If I were paranoid, I'd say it was designed to force people to use the voice-recognition system, which gives better user data.


It really is. You can’t even wake the remote from sleep without sending a keypress to the TV. And the trackpad is difficult to use accurately. Totally over engineered for no benefit.


That remote is awful, but isn't usually what I've heard people refer to as flat design. Flat design tends to refer to the more simplistic software UIs that have been in fashion over the last few years.


just to clear it up:

“flat design” is a reference or common term to a graphical design style that followed skeuomorphism, not a term used for the industrial design aspect.


I guess you are referring to the previous generation.

The newest is really good, in fact I think it's the best remote I've ever used.


> Apple TV remote is possibly the worst remote ever made.

Yup. It's awful. I shelled out the bucks for the new one, and have found it to be worlds different.


You may love the way it looks... but no one being honest with themselves loves the way it functions, UI is visually functional, a functionality that happens in your brain, like legibility - flat UI has very poor "legibility" if compared to something like 3d embossed win95 UI where every identification and anticipation is painfully obvious to the point that it's effortless. It's familiarity is also learned in a very short space of time; whereas flat UI continues to elude even advanced users and remains ambiguous with high cognitive load - you might not realise why, but it will feel slow, and uncomfortable for each new front end you encounter.

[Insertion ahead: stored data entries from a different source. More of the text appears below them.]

//! Reading and writing `debian/control` files.
//!
//! A control file is a sequence of paragraphs of `Key: value` fields separated by
//! blank lines. The first paragraph describes the source package, the following
//! ones the binary packages built from it.
//!
//! # Example
//! ```
//! use debian_package::control::parse_control;
//! use debian_package::fields::{Priority, Relationship};
//!
//! let input = r#"Source: hello-debhelper
//! Section: oldlibs
//! Priority: extra
//! Maintainer: Santiago Vila <sanvila@debian.org>
//! Build-Depends: debhelper (>= 9)
//! Standards-Version: 3.9.5.1
//!
//! Package: hello-debhelper
//! Architecture: all
//! Depends: hello
//! Description: example package based on GNU hello
//!  This is a transitional package.
//! "#;
//!
//! let source = parse_control(input.as_bytes()).unwrap();
//! assert_eq!(source.name(), Some("hello-debhelper"));
//! assert_eq!(source.priority(), Some(Priority::Extra));
//! assert_eq!(source.build_depends()[0].relationship, Some(Relationship::LaterOrEqual));
//! assert_eq!(source.binary_packages()[0].depends()[0].name, "hello");
//! ```
use crate::error::ControlError;
use crate::fields::{parse_priority, StandardsVersion};
use crate::package::{AdditionalField, BinaryPackage, SourcePackage, Vcs};
use crate::person::{parse_people, parse_person};
use crate::relations::{format_relations, parse_relations, Relation};
use deb822_fast::{Paragraph, ParagraphReader};
use std::io::{BufRead, Read, Write};

/// Copies everything consumed from the inner reader, so a syntax error can be
/// traced back to the offending line.
struct Recording<R> {
    inner: R,
    consumed: Vec<u8>,
}

impl<R: BufRead> Read for Recording<R> {
    fn read(&mut self, buf: &mut [u8]) -> std::io::Result<usize> {
        let n = {
            let available = self.fill_buf()?;
            let n = available.len().min(buf.len());
            buf[..n].copy_from_slice(&available[..n]);
            n
        };
        self.consume(n);
        Ok(n)
    }
}

impl<R: BufRead> BufRead for Recording<R> {
    fn fill_buf(&mut self) -> std::io::Result<&[u8]> {
        self.inner.fill_buf()
    }

    fn consume(&mut self, amt: usize) {
        if amt > 0 {
            if let Ok(buf) = self.inner.fill_buf() {
                self.consumed.extend_from_slice(&buf[..amt.min(buf.len())]);
            }
        }
        self.inner.consume(amt);
    }
}

/// Find the line of a paragraph that is neither a field, a continuation of
/// one, a comment nor blank.
fn find_malformed_line(text: &str) -> Option<&str> {
    let mut seen_field = false;
    for line in text.lines() {
        if line.trim().is_empty() || line.starts_with('#') {
            continue;
        }
        if line.starts_with(char::is_whitespace) {
            if !seen_field {
                return Some(line);
            }
        } else if line.starts_with(':') || !line.contains(':') {
            return Some(line);
        } else {
            seen_field = true;
        }
    }
    None
}

/// Read the next paragraph, skipping blank lines and comments before it.
///
/// The whitespace-only line ending the paragraph is consumed; the stream is
/// left at the start of the next paragraph.
fn read_paragraph<R: BufRead>(reader: &mut R) -> Result<Option<Paragraph>, ControlError> {
    let mut recording = Recording {
        inner: reader,
        consumed: Vec::new(),
    };
    let next = ParagraphReader::new(&mut recording).next();
    match next {
        None => Ok(None),
        Some(Ok(paragraph)) => Ok(Some(paragraph)),
        Some(Err(deb822_fast::Error::Io(e))) => Err(ControlError::Io(e)),
        Some(Err(e)) => {
            let text = String::from_utf8_lossy(&recording.consumed);
            Err(match find_malformed_line(&text) {
                Some(line) => ControlError::MalformedLine(line.to_string()),
                None => ControlError::Syntax(e),
            })
        }
    }
}

fn parse_yesno(field: &str, value: &str) -> Result<bool, ControlError> {
    match value {
        "yes" => Ok(true),
        "no" => Ok(false),
        _ => Err(ControlError::InvalidBoolean {
            field: field.to_string(),
            value: value.to_string(),
        }),
    }
}

fn set_source_field(
    package: &mut SourcePackage,
    key: &str,
    value: &str,
) -> Result<(), ControlError> {
    log::trace!("Source field {}: {:?}", key, value);
    match key {
        "Source" => package.set_name(value),
        "Section" => package.set_section(value),
        "Homepage" => package.set_homepage(value),
        "Vcs-Browser" => package.set_vcs_browser(value),
        "Priority" => package.set_priority(parse_priority(value)?),
        "Maintainer" => package.set_maintainer(parse_person(value)?),
        "Uploaders" => package.uploaders_mut().extend(parse_people(value)?),
        "Standards-Version" => package.set_standards_version(
            value
                .parse::<StandardsVersion>()
                .map_err(|_| ControlError::InvalidStandardsVersion(value.to_string()))?,
        ),
        "Build-Depends" => package.build_depends_mut().extend(parse_relations(value)?),
        "Build-Depends-Indep" => package
            .build_depends_indep_mut()
            .extend(parse_relations(value)?),
        "Build-Conflicts" => package
            .build_conflicts_mut()
            .extend(parse_relations(value)?),
        "Build-Conflicts-Indep" => package
            .build_conflicts_indep_mut()
            .extend(parse_relations(value)?),
        _ => {
            if let Some(kind) = key.strip_prefix("Vcs-") {
                package.vcs_mut().push(Vcs {
                    kind: kind.to_string(),
                    value: value.to_string(),
                });
            } else {
                package
                    .additional_fields_mut()
                    .push(AdditionalField::new(key, value));
            }
        }
    }
    Ok(())
}

fn set_binary_field(
    package: &mut BinaryPackage,
    key: &str,
    value: &str,
) -> Result<(), ControlError> {
    log::trace!("Binary field {}: {:?}", key, value);
    match key {
        "Package" => package.set_name(value),
        "Architecture" => package.set_architecture(value),
        "Section" => package.set_section(value),
        "Homepage" => package.set_homepage(value),
        "Version" => package.set_version(value),
        "Provides" => package.set_provides(value),
        "Description" => package.set_description(value),
        "Package-Type" => package.set_package_type(value),
        "Priority" => package.set_priority(parse_priority(value)?),
        "Essential" => package.set_essential(parse_yesno(key, value)?),
        "Maintainer" => package.set_maintainer(parse_person(value)?),
        "Depends" => package.depends_mut().extend(parse_relations(value)?),
        "Recommends" => package.recommends_mut().extend(parse_relations(value)?),
        "Suggests" => package.suggests_mut().extend(parse_relations(value)?),
        "Enhances" => package.enhances_mut().extend(parse_relations(value)?),
        "Pre-Depends" => package.pre_depends_mut().extend(parse_relations(value)?),
        "Conflicts" => package.conflicts_mut().extend(parse_relations(value)?),
        "Breaks" => package.breaks_mut().extend(parse_relations(value)?),
        "Replaces" => package.replaces_mut().extend(parse_relations(value)?),
        _ => package
            .additional_fields_mut()
            .push(AdditionalField::new(key, value)),
    }
    Ok(())
}

/// Read one source paragraph into `package`.
///
/// Blank lines and comments before the paragraph are skipped. Reading stops at
/// the end of the stream or after the whitespace-only line ending the
/// paragraph, which is consumed. Unknown fields are kept in the package's
/// additional fields, in order. On error the package may be partially
/// populated and should be discarded.
pub fn parse_control_paragraph<R: BufRead>(
    mut reader: R,
    package: &mut SourcePackage,
) -> Result<(), ControlError> {
    if let Some(paragraph) = read_paragraph(&mut reader)? {
        for (key, value) in paragraph.iter() {
            set_source_field(package, key, value.trim())?;
        }
    }
    Ok(())
}

/// Read one binary paragraph into `package`.
///
/// Same rules as [`parse_control_paragraph`], with the binary package fields.
pub fn parse_binary_paragraph<R: BufRead>(
    mut reader: R,
    package: &mut BinaryPackage,
) -> Result<(), ControlError> {
    if let Some(paragraph) = read_paragraph(&mut reader)? {
        for (key, value) in paragraph.iter() {
            set_binary_field(package, key, value.trim())?;
        }
    }
    Ok(())
}

/// Read a whole control file: the source paragraph, then every binary paragraph.
pub fn parse_control<R: BufRead>(mut reader: R) -> Result<SourcePackage, ControlError> {
    let mut source = SourcePackage::new();
    parse_control_paragraph(&mut reader, &mut source)?;
    while let Some(paragraph) = read_paragraph(&mut reader)? {
        let mut binary = BinaryPackage::new();
        for (key, value) in paragraph.iter() {
            set_binary_field(&mut binary, key, value.trim())?;
        }
        log::debug!(
            "Parsed binary package {}",
            binary.name().unwrap_or("<unnamed>")
        );
        source.binary_packages_mut().push(binary);
    }
    log::debug!(
        "Parsed control file for {} with {} binary packages",
        source.name().unwrap_or("<unnamed>"),
        source.binary_packages().len()
    );
    Ok(source)
}

fn insert_relations(paragraph: &mut Paragraph, name: &str, relations: &[Relation]) {
    if !relations.is_empty() {
        paragraph.insert(name, &format_relations(relations));
    }
}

Designers don't like this fact because that embossed 3d look is considered ugly, but it's intuitively and obviously true.

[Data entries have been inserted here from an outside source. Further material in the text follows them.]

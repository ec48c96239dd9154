//! Reading and writing `debian/changelog` files.
//!
//! A changelog consists of entries of the form:
//!
//! ```text
//! package (version) distribution(s); urgency=urgency
//!     [optional blank line(s), stripped]
//!   * change details
//!     more change details
//!     [blank line(s), kept as empty entries]
//!   * even more change details
//!     [optional blank line(s), stripped]
//!  -- maintainer name <email address>[two spaces]date
//! ```
//!
//! where the `p` of `package` is in column 0. The newest entry comes first.
//!
//! # Example
//!
//! ```
//! use debian_package::changelog::{export, import_changelog};
//! use debian_package::SourcePackage;
//!
//! let text = "hello (2.10-1) unstable; urgency=medium\n\
//!             \n  \
//!             * New upstream release.\n\
//!             \n \
//!             -- Santiago Vila <sanvila@debian.org>  Thu, 01 Jan 1970 00:01:40 +0000\n";
//!
//! let mut package = SourcePackage::with_name("hello");
//! import_changelog(std::io::Cursor::new(text), &mut package).unwrap();
//! assert_eq!(package.changelog()[0].version, "2.10-1");
//!
//! let mut output = Vec::new();
//! export(&package, &mut output).unwrap();
//! assert_eq!(String::from_utf8(output).unwrap(), text);
//! ```
use crate::error::{ChangelogError, KeywordError};
use crate::fields::{parse_urgency, Urgency};
use crate::person::{parse_person, Person};
use crate::SourcePackage;
use chrono::{DateTime, FixedOffset};
use std::io::{BufRead, Write};

/// Date format of the trailer line, as produced by `date -R`.
const DATE_FORMAT: &str = "%a, %d %b %Y %H:%M:%S %z";

/// One entry of a changelog.
#[derive(Debug, Clone, PartialEq, Eq, Default)]
#[cfg_attr(feature = "serde", derive(serde::Serialize, serde::Deserialize))]
pub struct Change {
    /// Package name; the owning package's name is used when unset
    pub name: Option<String>,

    /// Version of the package this entry describes
    pub version: String,

    /// Target distributions, in the order listed
    pub distributions: Vec<String>,

    /// Urgency of the upload
    pub urgency: Urgency,

    /// Free-text justification of the urgency
    pub urgency_commentary: Option<String>,

    /// Body lines, without the two leading columns. Empty strings are blank lines.
    pub entries: Vec<String>,

    /// Author of the entry
    pub maintainer: Person,

    /// Seconds since the epoch, UTC
    pub timestamp: i64,

    /// Offset from UTC, in minutes
    pub timezone: i32,
}

impl Change {
    /// The version, parsed as a Debian version.
    pub fn parsed_version(&self) -> Option<debversion::Version> {
        self.version.parse().ok()
    }

    /// The date of the entry, in its own timezone.
    pub fn date(&self) -> Option<DateTime<FixedOffset>> {
        let offset = FixedOffset::east_opt(self.timezone.checked_mul(60)?)?;
        Some(DateTime::from_timestamp(self.timestamp, 0)?.with_timezone(&offset))
    }

    /// Set the timestamp and timezone from a date.
    pub fn set_date(&mut self, date: DateTime<FixedOffset>) {
        self.timestamp = date.timestamp();
        self.timezone = date.offset().local_minus_utc() / 60;
    }

    fn urgency_string(&self) -> String {
        let mut urgency = self.urgency.to_string();
        match self.urgency_commentary.as_deref() {
            // Commentary that already carries its parentheses is emitted as-is.
            Some(c) if is_single_group(c) => {
                urgency.push(' ');
                urgency.push_str(c);
            }
            Some(c) => {
                urgency.push_str(" (");
                urgency.push_str(c);
                urgency.push(')');
            }
            None => {}
        }
        urgency
    }
}

/// Whether `s` is exactly one parenthesized group, such as `(a (b) c)`.
fn is_single_group(s: &str) -> bool {
    if !s.starts_with('(') {
        return false;
    }
    let mut depth = 0usize;
    for (i, c) in s.char_indices() {
        match c {
            '(' => depth += 1,
            ')' => {
                depth -= 1;
                if depth == 0 {
                    return i + 1 == s.len();
                }
            }
            _ => {}
        }
    }
    false
}

/// Format a timestamp and a timezone offset (in minutes) the way a changelog
/// trailer line expects.
///
/// ```
/// use debian_package::changelog::format_time;
///
/// assert_eq!(format_time(10, -300).unwrap(), "Wed, 31 Dec 1969 19:00:10 -0500");
/// ```
pub fn format_time(timestamp: i64, timezone: i32) -> Option<String> {
    let offset = FixedOffset::east_opt(timezone.checked_mul(60)?)?;
    let date = DateTime::from_timestamp(timestamp, 0)?.with_timezone(&offset);
    Some(date.format(DATE_FORMAT).to_string())
}

/// Read one line, without its line terminator.
fn read_line<R: BufRead>(reader: &mut R) -> std::io::Result<Option<String>> {
    let mut line = String::new();
    if reader.read_line(&mut line)? == 0 {
        return Ok(None);
    }
    if line.ends_with('\n') {
        line.pop();
        if line.ends_with('\r') {
            line.pop();
        }
    }
    Ok(Some(line))
}

/// Read lines until one has non-whitespace content.
fn next_nonempty_line<R: BufRead>(reader: &mut R) -> std::io::Result<Option<String>> {
    while let Some(line) = read_line(reader)? {
        if !line.trim().is_empty() {
            return Ok(Some(line));
        }
    }
    Ok(None)
}

/// Split on `sep`, except inside parentheses.
fn split_outside_parens(s: &str, sep: char) -> Vec<&str> {
    let mut parts = Vec::new();
    let mut depth = 0usize;
    let mut start = 0;
    for (i, c) in s.char_indices() {
        match c {
            '(' => depth += 1,
            ')' => depth = depth.saturating_sub(1),
            c if c == sep && depth == 0 => {
                parts.push(&s[start..i]);
                start = i + c.len_utf8();
            }
            _ => {}
        }
    }
    parts.push(&s[start..]);
    parts
}

fn parse_header(line: &str) -> Result<Change, ChangelogError> {
    let malformed = || ChangelogError::MalformedHeader(line.to_string());
    let (head, keywords) = line.split_once(';').ok_or_else(malformed)?;

    let mut words = head.split_whitespace();
    let name = words.next().ok_or_else(malformed)?;
    let version = words.next().ok_or_else(malformed)?;

    let mut change = Change {
        name: Some(name.to_string()),
        version: version.trim_matches(|c| c == '(' || c == ')').to_string(),
        distributions: words.map(|w| w.trim_end_matches(';').to_string()).collect(),
        ..Default::default()
    };

    for keyword_value in split_outside_parens(keywords, ',') {
        let keyword_value = keyword_value.trim();
        if keyword_value.is_empty() {
            continue;
        }
        let (key, value) = keyword_value
            .split_once('=')
            .unwrap_or((keyword_value, ""));
        match key.trim() {
            "urgency" => {
                let (urgency, commentary) = parse_urgency(value)?;
                change.urgency = urgency;
                change.urgency_commentary = commentary;
            }
            other => return Err(KeywordError(other.to_string()).into()),
        }
    }
    Ok(change)
}

fn parse_trailer(line: &str, change: &mut Change) -> Result<(), ChangelogError> {
    let malformed = || ChangelogError::MalformedTrailer(line.to_string());
    let rest = &line[" --".len()..];
    let email_end = rest.find('>').ok_or_else(malformed)?;
    change.maintainer = parse_person(rest[..=email_end].trim())?;

    let date = rest[email_end + 1..].trim();
    if date.is_empty() {
        return Err(malformed());
    }
    let date = DateTime::parse_from_rfc2822(date).map_err(|error| ChangelogError::InvalidDate {
        line: line.to_string(),
        error,
    })?;
    change.set_date(date);
    Ok(())
}

/// Drop the two leading columns of a body line.
fn strip_indent(line: &str) -> &str {
    if line.trim().is_empty() {
        return "";
    }
    match line.char_indices().nth(2) {
        Some((i, _)) => &line[i..],
        None => "",
    }
}

fn parse_change<R: BufRead>(reader: &mut R, header: &str) -> Result<Change, ChangelogError> {
    let mut change = parse_header(header)?;
    let eof = |change: &Change| ChangelogError::UnexpectedEof {
        name: change.name.clone().unwrap_or_default(),
        version: change.version.clone(),
    };

    let mut line = next_nonempty_line(reader)?.ok_or_else(|| eof(&change))?;
    while !line.starts_with(" --") {
        change.entries.push(strip_indent(&line).to_string());
        line = read_line(reader)?.ok_or_else(|| eof(&change))?;
    }
    while change.entries.last().is_some_and(|e| e.is_empty()) {
        change.entries.pop();
    }

    parse_trailer(&line, &mut change)?;
    log::debug!(
        "Parsed changelog entry {} ({}) with {} lines",
        change.name.as_deref().unwrap_or_default(),
        change.version,
        change.entries.len()
    );
    Ok(change)
}

/// Read every entry of a changelog into `package`.
///
/// The entries are appended to the package's changelog in the reverse of their
/// order in the file, so the newest entry of the file ends up last. Reading stops
/// successfully at the end of the stream; on error the package may hold a partial
/// changelog and should be discarded.
pub fn import_changelog<R: BufRead>(
    mut reader: R,
    package: &mut SourcePackage,
) -> Result<(), ChangelogError> {
    let mut changes = Vec::new();
    while let Some(header) = next_nonempty_line(&mut reader)? {
        changes.push(parse_change(&mut reader, &header)?);
    }
    log::debug!("Read {} changelog entries", changes.len());
    package.changelog_mut().extend(changes.into_iter().rev());
    Ok(())
}

fn render_change(change: &Change, default_name: &str, date: String) -> Vec<String> {
    let mut lines = Vec::with_capacity(change.entries.len() + 5);
    lines.push(format!(
        "{} ({}) {}; urgency={}",
        change.name.as_deref().unwrap_or(default_name),
        change.version,
        change.distributions.join(" "),
        change.urgency_string()
    ));
    lines.push(String::new());
    lines.extend(change.entries.iter().map(|entry| {
        if entry.is_empty() {
            String::new()
        } else {
            format!("  {}", entry)
        }
    }));
    lines.push(String::new());
    lines.push(format!(" -- {}  {}", change.maintainer, date));
    lines.push(String::new());
    lines
}

/// Render the changelog of `package` as lines of text, newest entry first.
///
/// The stored changelog is walked back to front, which restores the order of
/// the file it was imported from. Every entry ends with a blank line.
///
/// Fails up front if an entry has a timestamp or timezone that cannot be
/// represented as a date; after that, iteration cannot fail.
pub fn generate(
    package: &SourcePackage,
) -> Result<impl Iterator<Item = String> + '_, ChangelogError> {
    let dates = package
        .changelog()
        .iter()
        .map(|change| {
            format_time(change.timestamp, change.timezone).ok_or_else(|| {
                ChangelogError::InvalidTimestamp {
                    version: change.version.clone(),
                    timestamp: change.timestamp,
                    timezone: change.timezone,
                }
            })
        })
        .collect::<Result<Vec<_>, _>>()?;
    let default_name = package.name().unwrap_or_default();
    Ok(package
        .changelog()
        .iter()
        .zip(dates)
        .rev()
        .flat_map(move |(change, date)| render_change(change, default_name, date)))
}

/// Write the changelog of `package` to `output`.
///
/// Lines are separated by newlines, and the blank line closing the last entry
/// is not followed by one, so the output ends right after the last trailer line
/// and its newline.
pub fn export<W: Write>(package: &SourcePackage, mut output: W) -> Result<(), ChangelogError> {
    for (i, line) in generate(package)?.enumerate() {
        if i > 0 {
            output.write_all(b"\n")?;
        }
        output.write_all(line.as_bytes())?;
    }
    output.flush()?;
    Ok(())
}

impl SourcePackage {
    /// Import a changelog, extending the current one. See [`import_changelog`].
    pub fn import_changelog<R: BufRead>(&mut self, reader: R) -> Result<(), ChangelogError> {
        import_changelog(reader, self)
    }

    /// Render the changelog as lines. See [`generate`].
    pub fn generate_changelog(
        &self,
    ) -> Result<impl Iterator<Item = String> + '_, ChangelogError> {
        generate(self)
    }

    /// Write the changelog to `output`. See [`export`].
    pub fn export_changelog<W: Write>(&self, output: W) -> Result<(), ChangelogError> {
        export(self, output)
    }
}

I think all of your points are true for badly made UIs, regardless of if they are flat or not. I like flat UIs, partially because they look and behave like digital things instead of trying to resemble something else and partially just because they usually (entirely subjectively) look better. We have a deeper well of inspiration to draw from for non-flat and more experience with them (so it's easier to make them "better") but I don't think anyone can say they are inherently "better".

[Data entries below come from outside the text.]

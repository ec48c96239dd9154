//! Package relations, as used in `Depends`, `Build-Depends` and friends.
//!
//! ```
//! use debian_package::fields::Relationship;
//! use debian_package::relations::{parse_relations, Relation};
//!
//! let relations = parse_relations("debhelper (>= 9), python3").unwrap();
//! assert_eq!(relations[0].name, "debhelper");
//! assert_eq!(relations[0].relationship, Some(Relationship::LaterOrEqual));
//! assert_eq!(relations[0].version.as_deref(), Some("9"));
//! assert_eq!(relations[1], Relation::new("python3", None));
//! ```
use crate::error::RelationError;
use crate::fields::{parse_relationship, Relationship};
use regex::Regex;
use std::sync::LazyLock;

static RELATION_RE: LazyLock<Regex> = LazyLock::new(|| {
    Regex::new(
        r"(?x)^
        (?P<name>[^\s()]+)\s*             # Package name
        (?:\((?P<constraint>[^()]*)\))?   # Optional (relationship version)
        $",
    )
    .unwrap()
});

/// A relation to another package.
#[derive(Debug, Clone, PartialEq, Eq, Hash, Default)]
#[cfg_attr(feature = "serde", derive(serde::Serialize, serde::Deserialize))]
pub struct Relation {
    /// Name of the related package
    pub name: String,

    /// Version the relationship applies to
    pub version: Option<String>,

    /// How the version of the related package compares to `version`
    pub relationship: Option<Relationship>,
}

impl Relation {
    /// Create a new relation
    pub fn new(name: &str, version_constraint: Option<(Relationship, &str)>) -> Self {
        match version_constraint {
            Some((relationship, version)) => Self {
                name: name.to_string(),
                version: Some(version.to_string()),
                relationship: Some(relationship),
            },
            None => Self {
                name: name.to_string(),
                version: None,
                relationship: None,
            },
        }
    }

    /// The canonical operator of this relation, if it has one.
    pub fn relationship_string(&self) -> Option<&'static str> {
        self.relationship.map(Relationship::canonical)
    }
}

impl std::fmt::Display for Relation {
    fn fmt(&self, f: &mut std::fmt::Formatter) -> std::fmt::Result {
        f.write_str(&self.name)?;
        match (&self.relationship, &self.version) {
            (Some(relationship), Some(version)) => write!(f, " ({} {})", relationship, version),
            (None, Some(version)) => write!(f, " ({})", version),
            _ => Ok(()),
        }
    }
}

impl std::str::FromStr for Relation {
    type Err = RelationError;

    /// Parse `name` or `name (relationship version)`.
    fn from_str(s: &str) -> Result<Self, Self::Err> {
        let segment = s.trim();
        let caps = RELATION_RE
            .captures(segment)
            .ok_or_else(|| RelationError::Malformed(segment.to_string()))?;
        let mut relation = Relation::new(&caps["name"], None);
        if let Some(constraint) = caps.name("constraint") {
            let tokens = constraint.as_str().split_whitespace().collect::<Vec<_>>();
            let [relationship, version] = tokens.as_slice() else {
                return Err(RelationError::Malformed(segment.to_string()));
            };
            relation.relationship = Some(parse_relationship(*relationship)?);
            relation.version = Some(version.to_string());
        }
        Ok(relation)
    }
}

/// Parse a comma-separated list of relations.
///
/// Empty segments, such as the one left by a trailing comma, are skipped.
pub fn parse_relations(s: &str) -> Result<Vec<Relation>, RelationError> {
    s.split(',')
        .map(str::trim)
        .filter(|segment| !segment.is_empty())
        .map(str::parse)
        .collect()
}

/// Format relations as a comma-separated list.
pub fn format_relations(relations: &[Relation]) -> String {
    relations
        .iter()
        .map(|r| r.to_string())
        .collect::<Vec<_>>()
        .join(", ")
}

They’re better for accessibility for anyone less interested in learning the new technological design UIs to have their programs function, people that just want to look at something and get how it works without a manual or googling it. The functionally has never improved because of flat designs, ever.


Eliminating the 3.5mm jack was a step too far!


I mean, in fairness, the design outlined in TFA is an intricate, 3D, embossed design, so maybe Ive himself is off the "simple and flat" train ¯\_(ツ)_/¯


Flat design was never about flat design but about layers and animation. The idea was to get rid of the fake 3d and instead use layered animation to create the depth.


Ive would've left Apple way earlier, if someone hadn't convinced him to stay. iirc he moved to London a couple of years ago and everyone was curious if he was still interested in Apple. I'm sure they lured him to stay with the new Apple HQ.

To say that it was Steve Jobs keeping him from having too much unrestricted impact on the product is not a convincing argument. Sure, he took over software design as well but skeumorphism, gradients and huge shadows were often heavily criticized before it was cool to hate on a minimalistic flat design.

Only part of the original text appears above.